Топорская считала, что недовольство белорусов своим положением в межвоенной Польше диктовалось не столько запретами на развитие своей культуры и образования на родном языке, подавлением политических и гражданских прав, сколько бедностью. Крестьяне, которые не делили спичку на четыре, потому что не могли купить спички, храня жар углей под пеплом, просто не имели средств для образования своих детей. Достаточно сказать, что по оценкам польской публицистки, численность Союза белорусских студентов в Виленском университете насчитывала около 40 человек, в то время как в Минске в Белорусском государственном университете каждый год обучались сотни студентов. Экономическая политика санационных властей была также не дружественной к хозяйственным интересам крестьян. Неприязнь к польским властям и осознание своего угнетенного состояния по национальному признаку в среде белорусских крестьян будила не столько образовательная политика, сколько практика раздача земель осадникам. Не книги, не печатная пропаганда, а именно случаи, когда желанные «земли получали чужаки», пребывавшие из-за Буга, формировали среди белорусских крестьян убежденность в том, что «под Польшей для нас жизни нет». По крайней мере, зажиточный образ жизни крестьян Литвы в 1939 году напоминал польской эмигрантке быт немецких фермеров ФРГ в 1962 году. В свою очередь положение литовских земледельцев накануне войны заметно контрастировало с повсеместной бедностью белорусских крестьян в границах межвоенной Польши.

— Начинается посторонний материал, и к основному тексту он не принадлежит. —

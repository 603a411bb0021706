// logging.rs - Embedded logging for the $group engine
// No external logger: a global atomic level plus stderr macros

use std::sync::atomic::{AtomicU8, Ordering};

/// Environment variable read by [`init_from_env`]
pub const LOG_ENV_VAR: &str = "IRONAGG_LOG";

/// Log levels (ordered by severity)
#[derive(Debug, Clone, Copy, PartialEq, Eq, PartialOrd, Ord)]
#[repr(u8)]
pub enum LogLevel {
    /// Failures that abort a group computation
    Error = 0,
    /// Suspicious input that is tolerated (e.g. malformed partials being skipped)
    Warn = 1,
    /// Stage-level events: spills, merges, finalization
    Info = 2,
    /// Planning details: selector sharing decisions, group creation
    Debug = 3,
    /// Per-document work
    Trace = 4,
}

impl LogLevel {
    /// Parse log level from string (case-insensitive)
    pub fn parse(s: &str) -> Option<LogLevel> {
        match s.trim().to_uppercase().as_str() {
            "ERROR" => Some(LogLevel::Error),
            "WARN" | "WARNING" => Some(LogLevel::Warn),
            "INFO" => Some(LogLevel::Info),
            "DEBUG" => Some(LogLevel::Debug),
            "TRACE" => Some(LogLevel::Trace),
            _ => None,
        }
    }

    pub fn as_str(&self) -> &'static str {
        match self {
            LogLevel::Error => "ERROR",
            LogLevel::Warn => "WARN",
            LogLevel::Info => "INFO",
            LogLevel::Debug => "DEBUG",
            LogLevel::Trace => "TRACE",
        }
    }

    fn from_u8(level: u8) -> LogLevel {
        match level {
            0 => LogLevel::Error,
            1 => LogLevel::Warn,
            2 => LogLevel::Info,
            3 => LogLevel::Debug,
            4 => LogLevel::Trace,
            _ => LogLevel::Warn,
        }
    }
}

// Default: WARN
static GLOBAL_LOG_LEVEL: AtomicU8 = AtomicU8::new(LogLevel::Warn as u8);

pub fn set_log_level(level: LogLevel) {
    GLOBAL_LOG_LEVEL.store(level as u8, Ordering::Relaxed);
}

pub fn get_log_level() -> LogLevel {
    LogLevel::from_u8(GLOBAL_LOG_LEVEL.load(Ordering::Relaxed))
}

/// Initialise the global level from `IRONAGG_LOG`.
///
/// Returns the level that was applied, or `None` when the variable is
/// unset or unparseable (the current level is then left untouched).
pub fn init_from_env() -> Option<LogLevel> {
    let level = std::env::var(LOG_ENV_VAR)
        .ok()
        .and_then(|raw| LogLevel::parse(&raw))?;
    set_log_level(level);
    Some(level)
}

#[inline]
pub fn should_log(level: LogLevel) -> bool {
    level <= get_log_level()
}

#[doc(hidden)]
pub fn log_message(level: LogLevel, module: &str, message: &str) {
    if should_log(level) {
        eprintln!("[{}] {}: {}", level.as_str(), module, message);
    }
}

#[macro_export]
macro_rules! log_error {
    ($($arg:tt)*) => {
        $crate::logging::log_message(
            $crate::logging::LogLevel::Error,
            module_path!(),
            &format!($($arg)*)
        )
    };
}

#[macro_export]
macro_rules! log_warn {
    ($($arg:tt)*) => {
        $crate::logging::log_message(
            $crate::logging::LogLevel::Warn,
            module_path!(),
            &format!($($arg)*)
        )
    };
}

#[macro_export]
macro_rules! log_info {
    ($($arg:tt)*) => {
        $crate::logging::log_message(
            $crate::logging::LogLevel::Info,
            module_path!(),
            &format!($($arg)*)
        )
    };
}

#[macro_export]
macro_rules! log_debug {
    ($($arg:tt)*) => {
        $crate::logging::log_message(
            $crate::logging::LogLevel::Debug,
            module_path!(),
            &format!($($arg)*)
        )
    };
}

/// Trace logging; the message is only formatted when trace is enabled
#[macro_export]
macro_rules! log_trace {
    ($($arg:tt)*) => {
        if $crate::logging::should_log($crate::logging::LogLevel::Trace) {
            $crate::logging::log_message(
                $crate::logging::LogLevel::Trace,
                module_path!(),
                &format!($($arg)*)
            )
        }
    };
}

Таким образом, миф об идиллическом пребывании белорусов в межвоенной Польше уверенно разрушался польской журналисткой. Однако она ставила под сомнение и идеализированную убежденность в том, что белорусские крестьяне якобы мечтали лишь о национальных правах, за которые боролись активисты всех направлений белорусского национального движения: от Коммунистической партии Западной Белоруссии до Белорусского института хозяйства и культуры. Эта индифферентность объяснялась не каким-то врожденным равнодушием к своей культуре или гражданским правам, а тяжелым материальным положениям крестьянства, подавлявшим сознательный интерес к выдвижению идеальных, далеких от повседневных забот, требований.